The House committee investigating the Jan. 6, 2021, attack on the U.S. Capitol dedicated a crucial portion of its third hearing Thursday to demonstrating that former President Donald Trump’s plan to overturn the 2020 election was not only legally unsound, but that even the lawyer pushing it the hardest knew it. The most surprising finding of all the hearings so far was that the House committee heard evidence that John Eastman, a professor of law, told Trump that his plot to overthrow the President’s rule of law was illegal.
Greg Jacob, Vice President Mike Pence’s counsel, recounted Thursday a White House meeting on Jan. 4, 2020, in which Eastman said in front of the president that his plan to thwart the counting of the Electoral College violated the law.
“I believe he did on the 4th,” Jacob said in response to a question from the panel.

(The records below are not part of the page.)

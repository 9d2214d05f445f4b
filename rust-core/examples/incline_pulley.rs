/// Build an incline-and-pulley diagram by hand with the placement API
///
/// Places a block on a 30° slope, hangs a weight from a pulley at the high end,
/// splits the block's weight along the slope and writes the result as SVG.
use physics_diagram::prelude::*;

fn main() -> Result<()> {
    let theme = Theme::default();
    let mut figure = Figure::new(theme).with_title("Block on an incline with a pulley");
    let palette = figure.palette().clone();

    let incline = Incline::new(
        (0.0, 0.0),
        SlopeDirection::Falling,
        InclineShape::WidthAngle { width: 6.0, angle_deg: 30.0 },
    )?;
    println!("Incline: {:.2} high, slope length {:.2}", incline.height(), incline.slope_length());

    let block = Block::new(1.2, 0.7, Anchor::on(&incline, 0.45)).with_label("m");
    let pulley = Pulley::at_surface(&incline, 0.0, Some(&block));
    let hang = pulley.hang_point(block.center());
    let weight = Block::new(0.5, 0.9, (hang.x, 0.6)).with_label("M");
    println!("Block center {} rotated {:.1}°", block.center(), block.rotation());
    println!("Pulley center {} radius {:.2}", pulley.center(), pulley.radius());

    // leave the rim along the slope, hang from the far side of the wheel
    let rope = Rope::new(block.left(), pulley.rim_point(block.left() - pulley.center()));
    let hanger = Rope::new(hang, weight.top()).vertical();
    println!("Ropes: {:?} ({:.2}), {:?} ({:.2})", rope.kind(), rope.length(), hanger.kind(), hanger.length());

    let gravity = Point::new(0.0, -2.0);
    let parts = decompose(gravity, &block.frame());
    println!("Weight along slope {}, into slope {}", parts.tangential, parts.normal);

    figure.add(&incline).add(&block).add(&rope).add(&hanger).add(&pulley).add(&weight);
    figure.add(&Arrow::from_vector(block.center(), gravity, palette.red).with_label("W", (0.25, 0.0)));
    figure.add(&Arrow::from_vector(block.center(), parts.tangential, palette.blue));
    figure.add(&Arrow::from_vector(block.center(), parts.normal, palette.blue));
    figure.fit_to_content(0.5);

    let path = std::env::temp_dir().join("incline_pulley.svg");
    figure.write_svg(&path)?;
    println!("Wrote {} draw commands to {}", figure.len(), path.display());
    Ok(())
}
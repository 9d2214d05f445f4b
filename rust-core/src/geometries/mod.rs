// Geometries module: points, rigid frames and bounding boxes
// This module provides the 2D primitives every surface, object and connector is built on

// ======================== MODULE DECLARATIONS ========================
pub mod bounding_box;
pub mod point;
pub mod transform;

mod _tests_point;

// ======================== POINT ========================
pub use point::Point; // struct - immutable 2D point/vector
// Point impl methods:
//   new(x: f64, y: f64) -> Self                             - creates point
//   from_angle(angle: f64) -> Self                          - unit vector at angle (radians)
//   distance_to(&self, other: impl Into<Point>) -> f64      - Euclidean distance
//   angle_to(&self, other: impl Into<Point>) -> f64         - atan2(dy, dx) towards other
//   dot(&self, other: Point) -> f64                         - dot product
//   norm(&self) -> f64                                      - vector length
//   normalized(&self) -> Option<Point>                      - unit vector, None for zero length
//   midpoint(&self, other: Point) -> Point                  - midpoint of a segment
//   try_div(&self, divisor: f64) -> Result<Point>           - division that rejects zero
//   approx_eq(&self, other: Point, tol: f64) -> bool        - componentwise comparison
//   to_tuple / to_array / to_vector                         - interop conversions
// Operators: Point ± Point, Point ± (f64, f64), Point * f64, f64 * Point, Point / f64 (panics on 0), -Point
// Conversions: From<(f64, f64)>, From<[f64; 2]>, From<Vector2<f64>>, TryFrom<&[f64]>, TryFrom<Vec<f64>>

// ======================== FRAMES ========================
pub use transform::Transform2D; // struct - rigid 2D frame (origin + rotation)
// Transform2D impl methods:
//   new(origin: impl Into<Point>, angle: f64) -> Self       - frame rotated by angle (radians)
//   from_degrees(origin, angle_deg: f64) -> Self            - frame rotated by angle (degrees)
//   identity() -> Self                                      - world frame
//   translation(origin) -> Self                             - translation-only frame
//   origin / angle / angle_deg                              - read-only frame parameters
//   tangent(&self) -> Point                                 - local x' axis (cos θ, sin θ)
//   normal(&self) -> Point                                  - local y' axis (-sin θ, cos θ)
//   local_to_world(&self, p) -> Point                       - origin + R(θ)·p
//   world_to_local(&self, p) -> Point                       - R(-θ)·(p - origin)
//   local_vector_to_world / world_vector_to_local           - rotation only
//   then(&self, other: &Transform2D) -> Transform2D         - apply self, then other
//   inverse(&self) -> Transform2D                           - inverse frame
//   to_matrix(&self) -> Matrix3<f64>                        - homogeneous matrix
//   is_identity(&self) -> bool                              - checks for identity frame

// ======================== GEOMETRIC UTILITIES ========================
pub use bounding_box::BoundingBox2D; // struct - 2D axis-aligned bounding box
// BoundingBox2D impl methods:
//   new(min: Point, max: Point) -> Self                     - creates bounding box from corners
//   from_center_half_extents(center, hw, hh) -> Self        - box around a center
//   from_points(points) -> Option<Self>                     - box containing all points
//   include(&self, point: Point) -> BoundingBox2D           - grows box to cover point
//   contains(&self, point: Point) -> bool                   - inclusive containment
//   union(&self, other: &BoundingBox2D) -> BoundingBox2D    - union of two boxes
//   center / width / height                                 - box measurements
//   expand(&self, margin: f64) -> BoundingBox2D             - grows box in all directions
//   limits(&self) -> ((f64, f64), (f64, f64))               - x and y limits
// Render module: display list, drawable trait and output backends
// Objects record world-space primitives into a Figure; backends turn the Figure into SVG or PNG.

// ======================== MODULE DECLARATIONS ========================
pub mod command;
pub mod figure;
#[cfg(feature = "png")]
pub mod png;
pub mod svg;


// ======================== DISPLAY LIST ========================
pub use command::{
    arc_points,  // fn(center, radius, start_deg, end_deg, segments) -> Vec<Point> - arc tessellation
    DrawCommand, // enum - Polygon, Circle, Polyline, Arrow, Arc, Text, Marker (serde tag "kind")
    DrawItem,    // struct - command plus z order
};
pub use figure::{
    DisplayList, // struct - serializable snapshot (limits, background, items)
    Drawable,    // trait - draw(&self, figure: &mut Figure)
    Figure,      // struct - title, limits, theme and ordered display list
};
// Figure impl methods:
//   new(theme: Theme) -> Self                       - empty figure
//   with_title / set_title                          - figure title
//   set_limits(x, y) -> Result<()>                  - explicit visible region
//   add(&mut self, item: &impl Drawable) -> &mut Self - records a drawable
//   push / push_at(z, command)                      - records a raw command
//   content_bounds(&self) -> Option<BoundingBox2D>  - extent of everything drawn
//   fit_to_content(&mut self, margin) -> Option<BoundingBox2D> - limits from content
//   to_display_list / to_json / to_svg / write_svg  - outputs

// ======================== BACKENDS ========================
pub use svg::{
    escape_xml, // fn(&str) -> String - XML escaping for text and attributes
    render_svg, // fn(&Figure) -> Result<String> - y-flipped, z-sorted SVG document
};
#[cfg(feature = "png")]
pub use png::{
    render_png, // fn(&Figure, width: Option<u32>) -> Result<Vec<u8>>
    svg_to_png, // fn(&str, width: Option<u32>) -> Result<Vec<u8>>
};
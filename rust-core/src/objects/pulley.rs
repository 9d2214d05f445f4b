// Pulley: rope anchor with a rim, placed explicitly or at the end of a surface

use log::debug;

use super::placed_object::PlacedObject;
use crate::config::{DEFAULT_PULLEY_RADIUS, OUTLINE_WIDTH_SCALE, PULLEY_INNER_RATIO, Z_OBJECT};
use crate::geometries::Point;
use crate::render::{DrawCommand, Drawable, Figure};
use crate::style::{Color, ShapeStyle, StrokeStyle};
use crate::surfaces::Surface;

/// Pulley wheel; accessors are axis-aligned
#[derive(Debug, Clone, Copy, PartialEq)]
pub struct Pulley {
    center: Point,
    radius: f64,
}

impl Pulley {
    pub fn new(center: impl Into<Point>, radius: f64) -> Self {
        Self {
            center: center.into(),
            radius,
        }
    }

    /// Place a pulley just beyond the surface point at `t`
    ///
    /// The wheel sits outside the surface: towards the left for `t <= 0.5` and
    /// towards the right otherwise, lifted by its radius along the surface
    /// normal. Sized for `for_obj`, the radius is half the object's height so
    /// the wheel's center lines up with the object's mid-height rope point.
    pub fn at_surface(surface: &dyn Surface, t: f64, for_obj: Option<&dyn PlacedObject>) -> Self {
        let radius = for_obj.map_or(DEFAULT_PULLEY_RADIUS, |obj| obj.height() / 2.0);
        let outward = if t <= 0.5 { -radius } else { radius };
        let frame = surface.surface_transform(t);
        let center = frame.local_to_world((outward, radius));
        debug!("Pulley at surface t={} -> center {} radius {:.3}", t, center, radius);
        Self { center, radius }
    }

    pub fn radius(&self) -> f64 {
        self.radius
    }

    /// Rim point facing `direction`; the center for a zero direction
    ///
    /// A rope aimed at a point on the line through the center leaves the wheel here,
    /// so a rope from a block's mid-height runs parallel to the block's surface.
    pub fn rim_point(&self, direction: impl Into<Point>) -> Point {
        direction
            .into()
            .normalized()
            .map_or(self.center, |dir| self.center + dir * self.radius)
    }

    /// Where a vertical rope leaves the wheel, on the side facing away from `from`
    pub fn hang_point(&self, from: impl Into<Point>) -> Point {
        let side = if from.into().x > self.center.x { -1.0 } else { 1.0 };
        self.center + (side * self.radius, 0.0)
    }
}

impl PlacedObject for Pulley {
    fn center(&self) -> Point {
        self.center
    }

    fn width(&self) -> f64 {
        2.0 * self.radius
    }

    fn height(&self) -> f64 {
        2.0 * self.radius
    }
}

impl Drawable for Pulley {
    fn draw(&self, figure: &mut Figure) {
        let outline = figure.theme().stroke_width(OUTLINE_WIDTH_SCALE);
        let rim = ShapeStyle::filled(Color::WHITE).with_stroke(StrokeStyle::new(figure.palette().text, outline));
        // Drawn above ropes so the rope ends tuck under the wheel
        figure.push_at(
            Z_OBJECT + 1,
            DrawCommand::Circle {
                center: self.center,
                radius: self.radius,
                style: rim,
            },
        );
        figure.push_at(
            Z_OBJECT + 1,
            DrawCommand::Circle {
                center: self.center,
                radius: self.radius * PULLEY_INNER_RATIO,
                style: rim,
            },
        );
    }
}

Such an admission was consistent with the testimony of other witnesses presented at Thursday’s hearing, the committee’s third this month. Multiple former White House aides testified, either in person or in taped deposition, that the plan proposed by Eastman, the chief architect of the effort to block Biden’s election victory, was either illicit or certain to be struck down in the courts.
The hearing also revealed another shocking revelation: Eastman sent the committee an email in which he sought a pardon for Trump’s role in trying to prevent the power transfer to Biden.
“I’ve decided that I should be on the pardon list, if that is still in the works,” Eastman wrote to Trump’s personal attorney and confidant Rudy Guiliani, according to an email obtained by the Jan. 6 committee. Rep. Pete Aguilar (a Democrat from California) led the questioning on Thursday and said that Eastman didn’t get one. Trump announced that 143 pardons were given on his last night as president. Eastman wasn’t among them.
In the opening hearing last week, the committee teased out that it would unveil Republican members of Congress who sought pardons for their roles on Jan. 6—a request that they believe reveals a consciousness of guilt. “It tells us that they fear they’re going to be charged, or more generally, that they’ve engaged in conduct that’s a federal crime,” Harry Litman, a former U.S. attorney, tells TIME.
Much of the Thursday hearing was focused on White House aides who pushed back on Eastman’s universally debunked theory that the vice president had the constitutional power to reject slates of electors during the counting of the Electoral College.
Many Pence staffers said that they didn’t find the argument convincing. “There is no justifiable basis to conclude that the vice president has that kind of authority,” Jacob told the panel.
In fact, according to testimony and evidence presented to the committee, even Eastman didn’t buy into such a theory. Rep. Liz Cheney, Republican of Wyoming and vice chair of the panel, said that Eastman admitted in a Dec. 19, 2020, email that “the fake electors had no legal weight—referring to them as dead on arrival in Congress.”
Jacob said that Eastman (the founder director of the California-based conservative thinktank) also admitted in other meetings that this argument wouldn’t be legally valid.
One Pence aide recalled a conversation with Eastman in which he acknowledged that the move wouldn’t be upheld in the courts, including the Supreme Court.
During Thursday’s hearing the committee aired clips from a taped deposition of Eastman in which he repeatedly responded to a committee lawyer’s questions by pleading his Fifth Amendment right against not incriminating himself. Aguilar claimed that Eastman has pleaded the Fifth 100 times.
Jacob also shared with Eastman an email conversation he had in those days following the Jan. 6, violence, at another hearing. According to the ex-Pence lawyer, he asked Eastman if he told Trump that he did not have authority for him to deny the Electoral College vote.
“He’s been so advised,” Eastman wrote back. “But you know him. Once he gets something in his head, it’s hard to get him to change course.”